Here is a block of entries. Write out its lines exactly, from the first through the one containing "pub struct RenderContext".

BEGIN Data records

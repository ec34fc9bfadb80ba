//! Display formatting for question names and texts.
//!
//! In the host LMS this is a service scoped to the permission context of a
//! course module; here it is a seam so the default markup rules can be
//! swapped without touching the query code.

/// The permission scope a string is rendered for.
#[derive(Debug, Clone, Copy, PartialEq, Eq)]
pub struct RenderContext {
    course_module_id: i64,
}

impl RenderContext {
    pub fn for_course_module(course_module_id: i64) -> Self {
        Self { course_module_id }
    }

    pub fn course_module_id(&self) -> i64 {
        self.course_module_id
    }
}

pub trait TextRenderer: Send + Sync {
    /// Render a plain display string: markup is stripped and the remainder
    /// escaped for safe embedding.
    fn format_string(&self, input: &str, ctx: RenderContext) -> String;

    /// Render rich text to its final output form. The result is emitted
    /// as-is by the API, never transformed further.
    fn format_text(&self, input: &str, ctx: RenderContext) -> String;
}

/// Default renderer. The course-module scope does not alter its output, but
/// implementations backed by per-context filters receive it through the same
/// trait.
#[derive(Debug, Default)]
pub struct MarkupRenderer;

impl TextRenderer for MarkupRenderer {
    fn format_string(&self, input: &str, _ctx: RenderContext) -> String {
        escape(&strip_tags(input))
    }

    fn format_text(&self, input: &str, _ctx: RenderContext) -> String {
        input.trim().to_string()
    }
}

fn strip_tags(input: &str) -> String {
    let mut out = String::with_capacity(input.len());
    let mut in_tag = false;
    for c in input.chars() {
        match c {
            '<' => in_tag = true,
            '>' if in_tag => in_tag = false,
            c if !in_tag => out.push(c),
            _ => {}
        }
    }
    out
}

fn escape(input: &str) -> String {
    let mut out = String::with_capacity(input.len());
    for c in input.chars() {
        match c {
            '&' => out.push_str("&amp;"),
            '<' => out.push_str("&lt;"),
            '>' => out.push_str("&gt;"),
            '"' => out.push_str("&quot;"),
            _ => out.push(c),
        }
    }
    out
}

#[cfg(test)]
mod test {
    use super::*;

    #[test]
    fn format_string_strips_and_escapes() {
        let renderer = MarkupRenderer;
        let ctx = RenderContext::for_course_module(1);
        assert_eq!(
            renderer.format_string("<b>Salt & water</b>", ctx),
            "Salt &amp; water"
        );
        assert_eq!(renderer.format_string("plain", ctx), "plain");
    }

    #[test]
    fn format_text_keeps_markup() {
        let renderer = MarkupRenderer;
        let ctx = RenderContext::for_course_module(1);
        assert_eq!(
            renderer.format_text("<p>Is water wet?</p>\n", ctx),
            "<p>Is water wet?</p>"
        );
    }
}
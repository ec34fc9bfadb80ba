use std::path::Path;

use crate::model::{DbConnection, ModelManager};
use crate::utils::signal::shutdown_signal;
use crate::{error::AppResult, web::AppState};
use axum::Router;
use sqlx::migrate::Migrator;
use tokio::net::TcpListener;

pub mod config;
pub use config::{Config, ConfigError, ConfigResult};

pub mod error;
pub mod model;
pub mod render;
pub mod utils;
pub mod web;

static APPLICATION_NAME: &str = "quarry";

pub async fn build_server() -> AppResult<(AppState, Router)> {
    let use_local = cfg!(debug_assertions);
    let config = config::Config::get_or_init(use_local).await;

    let db = DbConnection::connect(config.app().database_uri())?;

    // The reporting queries only SELECT; migrations exist so that a local or
    // test database carries the slice of the LMS schema we read from.
    let migrator = Migrator::new(Path::new("./migrations"))
        .await
        .map_err(crate::model::DatabaseError::from)?;
    tracing::debug!("applying migrations...");
    migrator
        .run(db.pool())
        .await
        .map_err(crate::model::DatabaseError::from)?;

    let mm = ModelManager::new(db);
    let state = AppState::new(mm);
    let app = web::routes::build_app(state.clone(), config);
    Ok((state, app))
}

pub async fn build_server_with_pool(db: DbConnection) -> AppResult<(AppState, Router)> {
    let config = Config::get_or_init(true).await;

    let mm = ModelManager::new(db);
    let state = AppState::new(mm);
    let app = web::routes::build_app(state.clone(), config);
    Ok((state, app))
}

#[tracing::instrument]
pub async fn setup_workers() -> AppResult<()> {
    let (_, app) = build_server().await?;
    let config = Config::get_or_init(false).await;
    let listener = TcpListener::bind(config.host().bindto()).await?;

    tracing::info!("axum is starting at: {}", config.host().bindto());
    let axum_handle = axum::serve(listener, app).with_graceful_shutdown(shutdown_signal());

    axum_handle.await?;
    Ok(())
}

fn setup_trace() {
    use tracing_error::ErrorLayer;
    use tracing_subscriber::{filter::EnvFilter, fmt, prelude::*};

    // load .env file for RUST_LOG etc.
    let _ = dotenvy::dotenv();

    tracing_subscriber::registry()
        .with(fmt::layer())
        .with(EnvFilter::from_default_env())
        .with(ErrorLayer::default())
        .init();

    tracing::debug!("tracing initialized.");
}

#[tracing::instrument]
pub async fn run() -> AppResult<()> {
    setup_trace();
    setup_workers().await?;
    Ok(())
}
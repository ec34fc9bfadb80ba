use std::sync::LazyLock;

use serde::{Deserialize, Serialize};

use crate::model::entity::User;
use crate::web::schema::{RecordShape, Shape};

#[derive(Debug, Clone, Deserialize, utoipa::ToSchema)]
#[serde(deny_unknown_fields)]
pub struct UsersQuery {
    pub userids: Vec<i64>,
}

#[derive(Debug, Clone, Serialize, utoipa::ToSchema)]
pub struct UserMappingResponse {
    id: i64,
    ucid: String,
}

impl From<User> for UserMappingResponse {
    fn from(user: User) -> Self {
        Self {
            id: user.id(),
            ucid: user.ucid().to_string(),
        }
    }
}

pub static USERS_PARAMETERS: LazyLock<RecordShape> = LazyLock::new(|| {
    RecordShape::new(vec![(
        "userids",
        Shape::list("List of user IDs.", Shape::int("User ID")),
    )])
});

pub static USERS_RETURNS: LazyLock<Shape> = LazyLock::new(|| {
    Shape::list(
        "List of user mappings.",
        Shape::record(vec![
            ("id", Shape::int("User ID")),
            ("ucid", Shape::text("UC ID")),
        ]),
    )
});

#[cfg(test)]
mod test {
    use super::*;
    use crate::web::schema::FieldType;

    #[test]
    fn users_parameters_declaration() {
        assert_eq!(USERS_PARAMETERS.len(), 1);

        let list = USERS_PARAMETERS
            .field("userids")
            .and_then(Shape::as_list)
            .unwrap();
        assert_eq!(list.description(), "List of user IDs.");
        assert!(list.required());

        let element = list.element().as_scalar().unwrap();
        assert_eq!(element.field_type(), FieldType::Int);
        assert_eq!(element.description(), "User ID");
        assert!(element.required());
    }

    #[test]
    fn users_returns_declaration() {
        let record = USERS_RETURNS
            .as_list()
            .unwrap()
            .element()
            .as_record()
            .unwrap();
        assert_eq!(record.len(), 2);

        let id = record.field("id").and_then(Shape::as_scalar).unwrap();
        assert_eq!(id.field_type(), FieldType::Int);
        assert_eq!(id.description(), "User ID");

        let ucid = record.field("ucid").and_then(Shape::as_scalar).unwrap();
        assert_eq!(ucid.field_type(), FieldType::Text);
        assert_eq!(ucid.description(), "UC ID");
    }

    #[test]
    fn user_mapping_response_conforms_to_declaration() {
        let response = vec![UserMappingResponse {
            id: 12,
            ucid: "029384756".to_string(),
        }];
        let value = serde_json::to_value(&response).unwrap();
        assert!(USERS_RETURNS.validate(&value).is_ok());
    }
}
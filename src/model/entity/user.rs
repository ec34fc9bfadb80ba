use crate::model::{ModelManager, error::DatabaseResult};
use serde::{Deserialize, Serialize};
use sqlx::prelude::FromRow;

#[derive(Debug, Serialize, Deserialize, FromRow, utoipa::ToSchema)]
pub struct User {
    id: i64,
    username: String,
    ucid: String,
}

impl User {
    pub fn id(&self) -> i64 {
        self.id
    }

    pub fn username(&self) -> &str {
        &self.username
    }

    pub fn ucid(&self) -> &str {
        &self.ucid
    }
}

impl User {
    pub async fn find_by_id(mm: &ModelManager, id: i64) -> DatabaseResult<Option<Self>> {
        let result = sqlx::query_as("SELECT id, username, ucid FROM users WHERE id = $1")
            .bind(id)
            .fetch_one(mm.executor())
            .await;
        if let Err(sqlx::Error::RowNotFound) = result {
            return Ok(None);
        }

        Ok(Some(result?))
    }
}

END Data records

◆ Answer to this task
repository ec34fc9bfadb80ba
//! Display formatting for question names and texts.
//!
//! In the host LMS this is a service scoped to the permission context of a
//! course module; here it is a seam so the default markup rules can be
//! swapped without touching the query code.

/// The permission scope a string is rendered for.
#[derive(Debug, Clone, Copy, PartialEq, Eq)]
pub struct RenderContext {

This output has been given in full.